Samsung Electronics reported record revenues of $ 59 billion in the third quarter of this year, thanks to a jump in smartphone sales and a large increase in chip profits.
The Korean technology giant’s third-quarter net profit was $ 8.3 billion, up 49 percent from the same period last year.
Samsung’s smartphone sales increased by 50 percent, while chip revenue increased by 82 percent.
The increase in demand for Samsung’s cell phones and electronic chips is likely to be due to US sanctions against its Chinese rival Huawei.
Huawei has been stockpiling chips, fearing potential US sanctions.
The US Commerce Department announced in August that it would impose sanctions on any foreign company that sells chips to Huawei without first obtaining a license.
The Trump administration has targeted a number of Chinese technology companies due to national security concerns, including Huawei, TikTok and WeChat.

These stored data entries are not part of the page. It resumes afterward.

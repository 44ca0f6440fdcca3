//! Coach Insight - deterministic coaching-insight engine
//!
//! Converts a child's logged behavior history into a small, ranked set of
//! actionable coach cards through a deterministic pipeline: window build ->
//! signal detection -> evidence validation -> cooldown filtering -> safety
//! rails -> ranking and truncation.
//!
//! All decisions are closed-form threshold rules over explicit inputs: the
//! engine reads no wall clock, performs no I/O of its own, and for fixed
//! inputs always produces identical output. Collaborators (data provider,
//! cooldown store, localization) are consumed as injected interfaces.

pub mod config;
pub mod cooldown;
pub mod detect;
pub mod engine;
pub mod error;
pub mod evidence;
pub mod rails;
pub mod rank;
pub mod types;
pub mod window;

#[cfg(test)]
pub(crate) mod test_support;

pub use config::{CategoryCaps, CooldownConfig, DetectorConfig, EngineConfig};
pub use cooldown::{CooldownManager, CooldownStore, CooldownStoreError, MemoryCooldownStore};
pub use detect::{Detector, SignalRegistry};
pub use engine::{CancelToken, CoachingEngine, DataProvider, ProviderError, TemplateResolver};
pub use error::EngineError;
pub use types::{
    BehaviorEvent, CardCategory, CoachCard, CooldownRecord, EvidenceRef, Goal, Polarity, Signal,
    SignalType,
};
pub use window::WindowedView;

/// Engine version, handy for callers that log it
pub const ENGINE_VERSION: &str = env!("CARGO_PKG_VERSION");
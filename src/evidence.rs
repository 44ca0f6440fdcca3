//! Evidence validation
//!
//! A card whose cited proof has vanished from the canonical dataset (for
//! example the user deleted a logged event between window-build and
//! validation) must never be shown. Validation is a hard drop of the whole
//! signal, never a partial repair.

use crate::types::{BehaviorEvent, EvidenceRef, Goal, Signal};
use std::collections::HashSet;
use tracing::debug;
use uuid::Uuid;

/// Id index over the canonical dataset supplied for one call
#[derive(Debug, Default)]
pub struct CanonicalDataset {
    event_ids: HashSet<Uuid>,
    goal_ids: HashSet<Uuid>,
}

impl CanonicalDataset {
    pub fn new(events: &[BehaviorEvent], goals: &[Goal]) -> Self {
        Self {
            event_ids: events.iter().map(|e| e.id).collect(),
            goal_ids: goals.iter().map(|g| g.id).collect(),
        }
    }

    /// Whether one evidence reference still resolves
    pub fn resolves(&self, evidence: &EvidenceRef) -> bool {
        match evidence {
            EvidenceRef::Event(id) => self.event_ids.contains(id),
            EvidenceRef::Goal(id) => self.goal_ids.contains(id),
        }
    }
}

/// Keep only signals whose evidence is non-empty and fully resolvable.
///
/// Dropped signals are logged at debug level; stale evidence is an expected
/// degradation, not an error.
pub fn filter_valid(signals: Vec<Signal>, dataset: &CanonicalDataset) -> Vec<Signal> {
    signals
        .into_iter()
        .filter(|signal| {
            let valid = !signal.evidence.is_empty()
                && signal.evidence.iter().all(|e| dataset.resolves(e));
            if !valid {
                debug!(
                    signal = signal.signal_type.as_str(),
                    "dropping signal with stale or empty evidence"
                );
            }
            valid
        })
        .collect()
}

#[cfg(test)]
mod tests {
    use super::*;
    use crate::test_support::{event, goal};
    use crate::types::{Polarity, SignalType};
    use chrono::Utc;
    use pretty_assertions::assert_eq;
    use std::collections::BTreeMap;

    fn signal_with_evidence(evidence: Vec<EvidenceRef>) -> Signal {
        Signal {
            signal_type: SignalType::RoutineForming,
            child_id: Uuid::new_v4(),
            severity: 60,
            evidence,
            latest_evidence_at: Utc::now(),
            params: BTreeMap::new(),
            computed_at: Utc::now(),
        }
    }

    #[test]
    fn test_resolvable_evidence_passes() {
        let child = Uuid::new_v4();
        let e = event(child, Polarity::Positive, 1, Utc::now());
        let g = goal(child, 10, 0, None, Utc::now());
        let dataset = CanonicalDataset::new(&[e.clone()], &[g.clone()]);

        let signals = vec![signal_with_evidence(vec![
            EvidenceRef::Event(e.id),
            EvidenceRef::Goal(g.id),
        ])];
        assert_eq!(filter_valid(signals, &dataset).len(), 1);
    }

    #[test]
    fn test_single_missing_ref_drops_whole_signal() {
        let child = Uuid::new_v4();
        let e = event(child, Polarity::Positive, 1, Utc::now());
        let dataset = CanonicalDataset::new(&[e.clone()], &[]);

        let signals = vec![signal_with_evidence(vec![
            EvidenceRef::Event(e.id),
            // Deleted event
            EvidenceRef::Event(Uuid::new_v4()),
        ])];
        assert_eq!(filter_valid(signals, &dataset).len(), 0);
    }

    #[test]
    fn test_empty_evidence_is_invalid() {
        let dataset = CanonicalDataset::default();
        let signals = vec![signal_with_evidence(vec![])];
        assert_eq!(filter_valid(signals, &dataset).len(), 0);
    }

    #[test]
    fn test_goal_ref_does_not_resolve_against_event_ids() {
        let child = Uuid::new_v4();
        let e = event(child, Polarity::Positive, 1, Utc::now());
        let dataset = CanonicalDataset::new(&[e.clone()], &[]);
        // Same id, wrong kind
        assert!(!dataset.resolves(&EvidenceRef::Goal(e.id)));
    }
}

Samsung also saw strong growth in sales of televisions and other home appliances during the July-September period.
Booming market for electronic chips
Samsung’s strong results come amid a boom in the US chip industry.
Electronic chips are used in a wide range of devices, and are found in retail products such as smartphones and consumer electronics, and they are also used in commercial infrastructure such as data centers.

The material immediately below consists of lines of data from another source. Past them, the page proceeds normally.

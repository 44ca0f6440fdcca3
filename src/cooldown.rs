//! Cooldown management
//!
//! Per (child, signal type), a surfaced card moves the pair through
//! Eligible -> Shown -> Cooling -> Eligible. The persisted store is the only
//! state that survives across calls; a per-child decoded cache sits in front
//! of it so reads never re-decode, and the cache is updated synchronously on
//! every write so in-process reads are never stale.
//!
//! Failure semantics: a corrupt or unreadable blob fails open. Every signal
//! is treated as eligible, a warning is logged, and the engine call still
//! returns a best-effort result.

use crate::config::CooldownConfig;
use crate::types::{CooldownRecord, Signal, SignalType};
use chrono::{DateTime, Duration, Utc};
use std::collections::HashMap;
use std::sync::Mutex;
use thiserror::Error;
use tracing::warn;
use uuid::Uuid;

/// Errors a cooldown store implementation can report
#[derive(Debug, Error)]
pub enum CooldownStoreError {
    #[error("corrupt cooldown state: {0}")]
    Corrupt(String),

    #[error("cooldown storage unavailable: {0}")]
    Unavailable(String),
}

/// Narrow persistence interface for cooldown state.
///
/// The engine treats the stored records as a small child-scoped blob; the
/// medium (file, database, preferences) is the store's concern.
pub trait CooldownStore: Send + Sync {
    fn load(&self, child_id: Uuid) -> Result<Vec<CooldownRecord>, CooldownStoreError>;
    fn save(&self, child_id: Uuid, records: &[CooldownRecord]) -> Result<(), CooldownStoreError>;
}

impl<'a, T: CooldownStore + ?Sized> CooldownStore for &'a T {
    fn load(&self, child_id: Uuid) -> Result<Vec<CooldownRecord>, CooldownStoreError> {
        (**self).load(child_id)
    }

    fn save(&self, child_id: Uuid, records: &[CooldownRecord]) -> Result<(), CooldownStoreError> {
        (**self).save(child_id, records)
    }
}

impl<T: CooldownStore + ?Sized> CooldownStore for std::sync::Arc<T> {
    fn load(&self, child_id: Uuid) -> Result<Vec<CooldownRecord>, CooldownStoreError> {
        (**self).load(child_id)
    }

    fn save(&self, child_id: Uuid, records: &[CooldownRecord]) -> Result<(), CooldownStoreError> {
        (**self).save(child_id, records)
    }
}

/// In-memory store keeping JSON blobs, mirroring how an on-device key-value
/// store would hold them. Primarily a test double.
#[derive(Debug, Default)]
pub struct MemoryCooldownStore {
    blobs: Mutex<HashMap<Uuid, String>>,
}

impl MemoryCooldownStore {
    pub fn new() -> Self {
        Self::default()
    }

    /// Seed a raw blob, valid or not. Lets tests exercise the corrupt-state
    /// path.
    pub fn insert_raw(&self, child_id: Uuid, blob: impl Into<String>) {
        self.blobs.lock().unwrap().insert(child_id, blob.into());
    }
}

impl CooldownStore for MemoryCooldownStore {
    fn load(&self, child_id: Uuid) -> Result<Vec<CooldownRecord>, CooldownStoreError> {
        let blobs = self.blobs.lock().unwrap();
        match blobs.get(&child_id) {
            Some(blob) => serde_json::from_str(blob)
                .map_err(|e| CooldownStoreError::Corrupt(e.to_string())),
            None => Ok(Vec::new()),
        }
    }

    fn save(&self, child_id: Uuid, records: &[CooldownRecord]) -> Result<(), CooldownStoreError> {
        let blob = serde_json::to_string(records)
            .map_err(|e| CooldownStoreError::Unavailable(e.to_string()))?;
        self.blobs.lock().unwrap().insert(child_id, blob);
        Ok(())
    }
}

/// Stateful gate suppressing recently shown signal types per child
pub struct CooldownManager<S: CooldownStore> {
    store: S,
    config: CooldownConfig,
    /// Decoded records per child. The mutex is the single-writer critical
    /// section guarding read-modify-write of cache and backing store.
    cache: Mutex<HashMap<Uuid, Vec<CooldownRecord>>>,
}

impl<S: CooldownStore> CooldownManager<S> {
    pub fn new(store: S, config: CooldownConfig) -> Self {
        Self {
            store,
            config,
            cache: Mutex::new(HashMap::new()),
        }
    }

    /// Records for one child, from cache or a one-time store load.
    /// Must be called with the cache lock held.
    fn records_for<'a>(
        &self,
        cache: &'a mut HashMap<Uuid, Vec<CooldownRecord>>,
        child_id: Uuid,
    ) -> &'a mut Vec<CooldownRecord> {
        cache.entry(child_id).or_insert_with(|| {
            match self.store.load(child_id) {
                Ok(records) => records,
                Err(e) => {
                    // Fail open: treat every signal as eligible
                    warn!(child_id = %child_id, error = %e, "cooldown state unreadable; failing open");
                    Vec::new()
                }
            }
        })
    }

    /// Whether a signal type is still cooling for this child
    pub fn is_on_cooldown(
        &self,
        child_id: Uuid,
        signal_type: SignalType,
        now: DateTime<Utc>,
    ) -> bool {
        let mut cache = self.cache.lock().unwrap();
        let records = self.records_for(&mut cache, child_id);
        records
            .iter()
            .filter(|r| r.signal_type == signal_type)
            .any(|r| now - r.last_shown_at < Duration::days(self.config.days_for(signal_type)))
    }

    /// Drop any signal currently on cooldown.
    ///
    /// One lock acquisition for the whole set, so the call observes a single
    /// consistent snapshot of cooldown state.
    pub fn filter_eligible(&self, signals: Vec<Signal>, now: DateTime<Utc>) -> Vec<Signal> {
        let mut cache = self.cache.lock().unwrap();
        signals
            .into_iter()
            .filter(|signal| {
                let records = self.records_for(&mut cache, signal.child_id);
                !records.iter().any(|r| {
                    r.signal_type == signal.signal_type
                        && now - r.last_shown_at
                            < Duration::days(self.config.days_for(signal.signal_type))
                })
            })
            .collect()
    }

    /// Upsert last-shown timestamps for the signal types just surfaced.
    ///
    /// Cache and store are updated inside one critical section; a store
    /// write failure is logged and the in-process cache stays authoritative.
    pub fn record_shown(&self, child_id: Uuid, shown: &[SignalType], now: DateTime<Utc>) {
        if shown.is_empty() {
            return;
        }
        let mut cache = self.cache.lock().unwrap();
        let records = self.records_for(&mut cache, child_id);
        for &signal_type in shown {
            match records.iter_mut().find(|r| r.signal_type == signal_type) {
                Some(record) => record.last_shown_at = now,
                None => records.push(CooldownRecord {
                    child_id,
                    signal_type,
                    last_shown_at: now,
                }),
            }
        }
        if let Err(e) = self.store.save(child_id, records) {
            warn!(child_id = %child_id, error = %e, "failed to persist cooldown state");
        }
    }

    /// Housekeeping: drop records idle beyond the retention window.
    /// Not safety-critical; stale records only waste space.
    pub fn prune_stale(&self, child_id: Uuid, now: DateTime<Utc>) {
        let retention = Duration::days(self.config.retention_days);
        let mut cache = self.cache.lock().unwrap();
        let records = self.records_for(&mut cache, child_id);
        let before = records.len();
        records.retain(|r| now - r.last_shown_at <= retention);
        if records.len() != before {
            if let Err(e) = self.store.save(child_id, records) {
                warn!(child_id = %child_id, error = %e, "failed to persist pruned cooldown state");
            }
        }
    }
}
//! Goal-at-risk detection
//!
//! Compares the daily earn rate a goal's deadline demands against the rate
//! actually observed over the last 7 days. When the observed rate implies
//! missing the deadline by more than the configured tolerance, a risk signal
//! fires with severity scaled to the shortfall.

use crate::config::DetectorConfig;
use crate::detect::Detector;
use crate::types::{EvidenceRef, Goal, Signal, SignalType};
use crate::window::WindowedView;
use serde_json::json;
use std::collections::BTreeMap;

/// Deadlines closer than this still produce a finite required rate
const MIN_DAYS_REMAINING: f64 = 0.5;

/// Length of the observation window in days
const OBSERVED_WINDOW_DAYS: f64 = 7.0;

pub struct GoalAtRiskDetector {
    config: DetectorConfig,
}

impl GoalAtRiskDetector {
    pub fn new(config: DetectorConfig) -> Self {
        Self { config }
    }

    fn evaluate_goal(&self, goal: &Goal, view: &WindowedView) -> Option<(u8, f64, f64)> {
        let deadline = goal.deadline?;
        if !goal.is_active() || deadline <= view.now {
            return None;
        }

        let days_remaining = (deadline - view.now).num_seconds() as f64 / 86_400.0;
        let required = required_daily_rate(goal.target_points, goal.current_points, days_remaining);
        let observed = observed_daily_rate(view.last_7.positive_points());

        if !is_at_risk(observed, required, self.config.at_risk_tolerance) {
            return None;
        }

        let severity = shortfall_severity(observed, required, self.config.at_risk_min_severity);
        Some((severity, required, observed))
    }
}

impl Detector for GoalAtRiskDetector {
    fn signal_type(&self) -> SignalType {
        SignalType::GoalAtRisk
    }

    fn detect(&self, view: &WindowedView) -> Option<Signal> {
        // Goals are pre-sorted by id, so "first wins" on equal severity is
        // stable across runs
        let mut best: Option<(u8, &Goal, f64, f64)> = None;
        for goal in &view.goals {
            if let Some((severity, required, observed)) = self.evaluate_goal(goal, view) {
                if best.as_ref().map_or(true, |(s, ..)| severity > *s) {
                    best = Some((severity, goal, required, observed));
                }
            }
        }
        let (severity, goal, required, observed) = best?;

        let mut evidence = vec![EvidenceRef::Goal(goal.id)];
        evidence.extend(view.last_7.positive.iter().map(|e| EvidenceRef::Event(e.id)));
        let latest_evidence_at = view
            .last_7
            .positive
            .last()
            .map(|e| e.occurred_at)
            .unwrap_or(goal.created_at);

        let mut params = BTreeMap::new();
        params.insert("goal_id".into(), json!(goal.id));
        params.insert("target_points".into(), json!(goal.target_points));
        params.insert("current_points".into(), json!(goal.current_points));
        params.insert("required_daily_rate".into(), json!(required));
        params.insert("observed_daily_rate".into(), json!(observed));
        params.insert("deadline".into(), json!(goal.deadline));

        Some(Signal {
            signal_type: SignalType::GoalAtRisk,
            child_id: goal.child_id,
            severity,
            evidence,
            latest_evidence_at,
            params,
            computed_at: view.now,
        })
    }
}

/// Daily rate needed to close the remaining gap by the deadline
///
/// Formula: `(target - current) / days_remaining`
fn required_daily_rate(target: i32, current: i32, days_remaining: f64) -> f64 {
    let remaining = (target - current).max(0) as f64;
    remaining / days_remaining.max(MIN_DAYS_REMAINING)
}

/// Daily rate observed over the last 7 days of positive events
fn observed_daily_rate(points_last_7: i32) -> f64 {
    points_last_7 as f64 / OBSERVED_WINDOW_DAYS
}

/// At risk when the observed rate undershoots the required rate by more
/// than the tolerance
fn is_at_risk(observed: f64, required: f64, tolerance: f64) -> bool {
    required > 0.0 && observed < required * (1.0 - tolerance)
}

/// Severity scaled to the shortfall fraction, floored so a firing signal is
/// never trivially outranked
fn shortfall_severity(observed: f64, required: f64, floor: u8) -> u8 {
    let shortfall = ((required - observed) / required).clamp(0.0, 1.0);
    ((shortfall * 100.0).round() as u8).max(floor)
}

The US chip maker AMD announced this week that it would buy its competitor Xelenx for $ 35 billion.
Last month, the American chip maker Nvidia agreed to buy the British company, ARM, for the portable chip maker, from the Japanese telecom company, SoftBank, for $ 40 billion.
On a larger scale, chip makers have performed well during the Covid-19 pandemic, as the pressure of working from home has increased the demand for certain chips.

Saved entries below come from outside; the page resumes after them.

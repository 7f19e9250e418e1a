//! Reassign move/shrink scenarios, plus concurrent alloc/free traffic
//! across threads exercising the allocator lock.

mod support;

use std::sync::Arc;

use slabcache::allocator::SlabAllocator;
use slabcache::config::SlabConfig;
use slabcache::error::ReassignResult;
use support::MockCache;

const PAGE_SIZE: u32 = 1 << 20;

fn config(memory_limit: u64) -> SlabConfig {
    SlabConfig {
        memory_limit,
        growth_factor: 2.0,
        chunk_align: 8,
        page_size: PAGE_SIZE,
        item_header_size: 96,
        chunk_prefix: 0,
        ..SlabConfig::default()
    }
}

fn allocator(memory_limit: u64) -> Arc<SlabAllocator<MockCache>> {
    let cfg = config(memory_limit);
    SlabAllocator::init(cfg, Arc::new(MockCache::new(32))).unwrap()
}

fn drain_rebalance(alloc: &SlabAllocator<MockCache>) {
    while alloc.rebalance_tick() {}
}

fn total_pages(alloc: &SlabAllocator<MockCache>, class: u32) -> u64 {
    let hits = vec![Default::default(); alloc.table().largest() as usize + 1];
    let mut out = Vec::new();
    alloc.slabs_stats(&hits, &mut out);
    out.iter()
        .find(|(k, _)| *k == format!("{class}:total_pages"))
        .map(|(_, v)| v.parse().unwrap())
        .unwrap_or(0)
}

fn fill_pages(alloc: &SlabAllocator<MockCache>, class: u32, num_pages: u64) -> Vec<slabcache::Handle> {
    let per_page = alloc.table().get(class).unwrap().chunks_per_page as u64;
    (0..per_page * num_pages)
        .map(|_| alloc.alloc(alloc.table().get(class).unwrap().chunk_size as usize).unwrap())
        .collect()
}

#[test]
fn seed_scenario_4_move_between_classes() {
    let alloc = allocator(64 << 20);
    let src = alloc.class_for_size(50);
    let dst = alloc.table().largest();
    assert_ne!(src, dst);

    let handles = fill_pages(&alloc, src, 3);
    for h in handles {
        alloc.free(h, 50);
    }
    assert_eq!(total_pages(&alloc, src), 3);

    // Give dst an initial page so it already exists in stats.
    let seed = alloc.alloc(alloc.table().get(dst).unwrap().chunk_size as usize).unwrap();
    alloc.free(seed, alloc.table().get(dst).unwrap().chunk_size as usize);

    assert_eq!(alloc.reassign(src, dst, 1), ReassignResult::Ok);
    drain_rebalance(&alloc);

    assert_eq!(total_pages(&alloc, src), 2);
    assert_eq!(total_pages(&alloc, dst), 2);
}

#[test]
fn seed_scenario_5_shrink_drops_bytes_malloced() {
    let alloc = allocator(64 << 20);
    let class = alloc.class_for_size(50);

    let handles = fill_pages(&alloc, class, 4);
    for h in handles {
        alloc.free(h, 50);
    }
    assert_eq!(total_pages(&alloc, class), 4);

    assert_eq!(alloc.reassign(class, 0, 2), ReassignResult::Ok);
    drain_rebalance(&alloc); // first iteration
    drain_rebalance(&alloc); // FINISH re-queues signal for the second slab

    assert_eq!(total_pages(&alloc, class), 2);
}

#[test]
fn reassign_returns_running_while_a_job_is_in_flight() {
    let alloc = allocator(64 << 20);
    let class = alloc.class_for_size(50);
    let handles = fill_pages(&alloc, class, 2);
    for h in handles {
        alloc.free(h, 50);
    }

    assert_eq!(alloc.reassign(class, 0, 1), ReassignResult::Ok);
    // Not yet drained: signal is Requested/Running.
    assert_eq!(alloc.reassign(class, 0, 1), ReassignResult::Running);
    drain_rebalance(&alloc);
}

#[test]
fn concurrent_alloc_and_free_across_threads() {
    let alloc = allocator(64 << 20);
    let num_threads = 8;
    let iterations = 200;

    let handles: Vec<_> = (0..num_threads)
        .map(|_| {
            let alloc = Arc::clone(&alloc);
            std::thread::spawn(move || {
                let mut live = Vec::new();
                for i in 0..iterations {
                    let size = 8 + (i % 500);
                    live.push((alloc.alloc(size).expect("alloc under threads"), size));
                    if live.len() > 20 {
                        let (h, size) = live.remove(0);
                        alloc.free(h, size);
                    }
                }
                for (h, size) in live {
                    alloc.free(h, size);
                }
            })
        })
        .collect();

    for h in handles {
        h.join().unwrap();
    }
}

In addition to Samsung, the Korean “SK Hynix” also recorded strong profits in the second quarter of the year, when a large part of the world was subject to the restrictions of Covid-19.
US-based Micron Technology also exceeded its quarterly forecast, after forecasting a strong hike in pressure to work at home in June.
Nevertheless, Samsung had expected turbulent times ahead, with profits dropping in the fourth quarter.
The company expects future weakening demand for chips and greater competition in the cell phone and consumer electronics industries.
Samsung’s announcement of its third-quarter numbers comes after the departure of its chairman, Lee Kun-hee, who helped transform Samsung into a global power.
His death could drastically change the company, as his heirs might be forced to sell assets or dividend payments, in order to pay a hefty inheritance tax bill.
There are also lingering questions about his successor, Lee Jae-young, who has run the South Korean tech group since 2014.
Lee Jae-young was twice charged with fraud for his role in a 2015 merger deal and is currently awaiting trial.